The section on resource allocation is much more pragmatic, dealing in large part with issues of triage and the inevitable scarcity of facilities, personnel, and supplies. A discussion about the relative merits of utilitarian versus egalitarian distribution of resources in response to an overwhelming bioterrorist attack points to the need for a “community of consent” and for a healthy dose of public involvement in planning efforts. The other essay in this section notes that a true bioterrorist catastrophe will probably compromise planning efforts for triage, overwhelm hospital capacity, and possibly make hospitals amplifiers of health hazards. The two essays on health care workers range rather widely. Emergency health professionals are faced with issues of triage, scarcity, injustice, and inequity on a daily basis. This goes for workers in the US as well as those participating in emergencies and crises in other parts of the world. Some of the considerations here include whether such workers have a duty to face danger and how they cope with the “links forged among medicine, public health, law enforcement, and private industry in emergency assessment, response and preparation.” Also, there is recognition of the “tension between the ideals of self-determination, voluntarism, privacy, justice, and the demands of sometimes secretive and nearly always hierarchical social institutions.” These are highly personal essays that appear to reflect the direct experience of the authors, one of whom is an emergency care physician.
The piece on corporate motives and morality in the section entitled “Industry obligations” is particularly telling. It will be interesting to see if relevant corporate entities will rise above considerations of the bottom line and product liability as needs for new therapeutics, diagnostics, and vaccines develop.

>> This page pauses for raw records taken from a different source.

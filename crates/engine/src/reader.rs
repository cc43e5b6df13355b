//! Cursor over command text.

use crate::error::{CommandError, CommandResult};

#[derive(Debug, Clone)]
pub struct StringReader<'a> {
    input: &'a str,
    cursor: usize,
}

impl<'a> StringReader<'a> {
    pub fn new(input: &'a str) -> Self {
        Self { input, cursor: 0 }
    }

    pub fn input(&self) -> &'a str {
        self.input
    }

    /// Byte offset into the input.
    pub fn cursor(&self) -> usize {
        self.cursor
    }

    pub fn set_cursor(&mut self, cursor: usize) {
        self.cursor = cursor.min(self.input.len());
    }

    pub fn remaining(&self) -> &'a str {
        &self.input[self.cursor..]
    }

    pub fn can_read(&self) -> bool {
        self.cursor < self.input.len()
    }

    pub fn peek(&self) -> Option<char> {
        self.remaining().chars().next()
    }

    /// Consume one character.
    pub fn skip(&mut self) {
        if let Some(c) = self.peek() {
            self.cursor += c.len_utf8();
        }
    }

    /// True at the end of input or in front of whitespace.
    pub fn at_boundary(&self) -> bool {
        self.peek().map_or(true, char::is_whitespace)
    }

    pub fn skip_whitespace(&mut self) {
        while self.peek().is_some_and(char::is_whitespace) {
            self.skip();
        }
    }

    /// Require at least one whitespace character, then skip the run.
    pub fn expect_separator(&mut self) -> CommandResult<()> {
        if !self.peek().is_some_and(char::is_whitespace) {
            return Err(self.error("expected whitespace to end one argument"));
        }
        self.skip_whitespace();
        Ok(())
    }

    pub fn expect(&mut self, expected: char) -> CommandResult<()> {
        if self.peek() != Some(expected) {
            return Err(self.error(format!("expected '{expected}'")));
        }
        self.skip();
        Ok(())
    }

    fn read_while(&mut self, accept: impl Fn(char) -> bool) -> &'a str {
        let start = self.cursor;
        while self.peek().is_some_and(&accept) {
            self.skip();
        }
        &self.input[start..self.cursor]
    }

    /// Everything up to the next whitespace.
    pub fn read_token(&mut self) -> &'a str {
        self.read_while(|c| !c.is_whitespace())
    }

    /// Next whitespace-delimited token without consuming it.
    pub fn peek_token(&self) -> &'a str {
        let rest = self.remaining();
        let end = rest.find(char::is_whitespace).unwrap_or(rest.len());
        &rest[..end]
    }

    /// Up to the next whitespace, but whitespace inside double quotes is kept.
    pub fn read_quoted_token(&mut self) -> CommandResult<&'a str> {
        let start = self.cursor;
        let mut quoted = false;
        while let Some(c) = self.peek() {
            if c.is_whitespace() && !quoted {
                break;
            }
            if c == '\\' && quoted {
                self.skip();
            } else if c == '"' {
                quoted = !quoted;
            }
            self.skip();
        }
        if quoted {
            return Err(CommandError::syntax("unclosed quoted string", start));
        }
        Ok(&self.input[start..self.cursor])
    }

    /// Characters allowed in unquoted strings: `0-9A-Za-z_-.+`.
    pub fn read_unquoted(&mut self) -> &'a str {
        self.read_while(|c| c.is_ascii_alphanumeric() || matches!(c, '_' | '-' | '.' | '+'))
    }

    /// Characters allowed in resource keys.
    pub fn read_key_token(&mut self) -> &'a str {
        self.read_while(mdcommand_core::registry::is_key_char)
    }

    pub fn read_int(&mut self) -> CommandResult<i32> {
        let start = self.cursor;
        let text = self.read_while(|c| c.is_ascii_digit() || c == '-');
        text.parse::<i32>().map_err(|_| {
            self.cursor = start;
            CommandError::syntax(format!("invalid integer '{text}'"), start)
        })
    }

    pub fn read_double(&mut self) -> CommandResult<f64> {
        let start = self.cursor;
        let text = self.read_while(|c| c.is_ascii_digit() || matches!(c, '-' | '.'));
        match text.parse::<f64>() {
            Ok(value) if value.is_finite() => Ok(value),
            _ => {
                self.cursor = start;
                Err(CommandError::syntax(format!("invalid double '{text}'"), start))
            }
        }
    }

    /// Rest of the input.
    pub fn read_remaining(&mut self) -> &'a str {
        let rest = self.remaining();
        self.cursor = self.input.len();
        rest
    }

    pub fn error(&self, message: impl Into<String>) -> CommandError {
        CommandError::syntax(message, self.cursor)
    }
}
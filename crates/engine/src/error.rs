use mdcommand_core::{BlockPos, DataPathError, ResourceKey};
use thiserror::Error;

use crate::message::Message;

/// Result alias used by every command path.
pub type CommandResult<T> = Result<T, CommandError>;

/// Everything that can stop an execution path.
///
/// Grammar errors come from parsing; the rest are raised while a stage or a
/// terminal runs. `ConditionalFailed*` are the designed outcome of a failed
/// `if`/`unless` test rather than faults.
#[derive(Debug, Clone, PartialEq, Error)]
pub enum CommandError {
    #[error("unknown or incomplete command at position {cursor}: {input}")]
    UnknownCommand { input: String, cursor: usize },
    #[error("{message} at position {cursor}")]
    Syntax { message: String, cursor: usize },
    #[error("argument '{0}' is missing or has the wrong type")]
    MissingArgument(String),
    #[error("test failed")]
    ConditionalFailed,
    #[error("test failed, count: {count}")]
    ConditionalFailedCount { count: u32 },
    #[error("too many blocks in the specified area (maximum {max}, specified {actual})")]
    AreaTooLarge { max: u64, actual: u64 },
    #[error("position {pos} is not loaded")]
    NotLoaded { pos: BlockPos },
    #[error("target block at {pos} is not a block entity")]
    NotABlockEntity { pos: BlockPos },
    #[error("no entity was found")]
    EntityNotFound,
    #[error("only one entity is allowed, but {count} were found")]
    TooManyEntities { count: usize },
    #[error("a source entity is required")]
    RequiresEntity,
    #[error("unknown scoreboard objective '{0}'")]
    UnknownObjective(String),
    #[error("an objective named '{0}' already exists")]
    DuplicateObjective(String),
    #[error("{holder} has no score in objective {objective}")]
    NoScore { holder: String, objective: String },
    #[error("no boss bar exists with id '{0}'")]
    UnknownBossBar(ResourceKey),
    #[error("unknown predicate '{0}'")]
    UnknownPredicate(ResourceKey),
    #[error(transparent)]
    DataPath(#[from] DataPathError),
    #[error("{0}")]
    Failed(Message),
}

impl CommandError {
    /// Shorthand for a syntax error at `cursor`.
    pub fn syntax(message: impl Into<String>, cursor: usize) -> Self {
        Self::Syntax {
            message: message.into(),
            cursor,
        }
    }

    /// Feedback message reported to the failing context's output sink.
    pub fn message(&self) -> Message {
        match self {
            Self::UnknownCommand { input, cursor } => Message::new("command.unknown.command")
                .arg(input)
                .arg(cursor),
            Self::Syntax { message, cursor } => {
                Message::new("command.context.here").arg(message).arg(cursor)
            }
            Self::MissingArgument(name) => Message::new("command.argument.missing").arg(name),
            Self::ConditionalFailed => Message::new("commands.execute.conditional.fail"),
            Self::ConditionalFailedCount { count } => {
                Message::new("commands.execute.conditional.fail_count").arg(count)
            }
            Self::AreaTooLarge { max, actual } => Message::new("commands.execute.blocks.toobig")
                .arg(max)
                .arg(actual),
            Self::NotLoaded { pos } => Message::new("argument.pos.unloaded").arg(pos),
            Self::NotABlockEntity { pos } => Message::new("commands.data.block.invalid").arg(pos),
            Self::EntityNotFound => Message::new("argument.entity.notfound.entity"),
            Self::TooManyEntities { count } => {
                Message::new("argument.entity.toomany").arg(count)
            }
            Self::RequiresEntity => Message::new("permissions.requires.entity"),
            Self::UnknownObjective(name) => Message::new("arguments.objective.notFound").arg(name),
            Self::DuplicateObjective(name) => {
                Message::new("commands.scoreboard.objectives.add.duplicate").arg(name)
            }
            Self::NoScore { holder, objective } => {
                Message::new("commands.scoreboard.players.get.null")
                    .arg(objective)
                    .arg(holder)
            }
            Self::UnknownBossBar(id) => Message::new("commands.bossbar.unknown").arg(id),
            Self::UnknownPredicate(id) => Message::new("predicate.unknown").arg(id),
            Self::DataPath(err) => Message::new("arguments.nbtpath.nothing_found").arg(err),
            Self::Failed(message) => message.clone(),
        }
    }
}

#[cfg(test)]
mod tests {
    use super::*;

    #[test]
    fn area_too_large_reports_limit_and_size() {
        let err = CommandError::AreaTooLarge {
            max: 32768,
            actual: 40000,
        };
        assert_eq!(
            err.to_string(),
            "too many blocks in the specified area (maximum 32768, specified 40000)"
        );
        assert_eq!(err.message().args, vec!["32768", "40000"]);
    }

    #[test]
    fn failed_passes_message_through() {
        let msg = Message::new("commands.tag.add.failed");
        assert_eq!(CommandError::Failed(msg.clone()).message(), msg);
    }
}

“Research involving victims of terror,” an essay in the final section, deals with the unique ethical considerations associated with doing clinical research following terror events. It suggests that standard regulations and protections for informed consent, privacy, etc., may be inadequate if subjects have suffered through severe episodes of terror. The last contribution to the volume raises the specter of genetically altered infectious agents as bioterror weapons and discusses how to balance the risks and benefits of research designed to define virulence factors. The scientific community is wrestling with these precise issues today.
This book reflects some very deep thinking about the limits of medical practice in a country newly anxious over terror. Although that anxiety, and those limits, are commonplace for many in the world, the essays serve to focus these concerns with a new immediacy.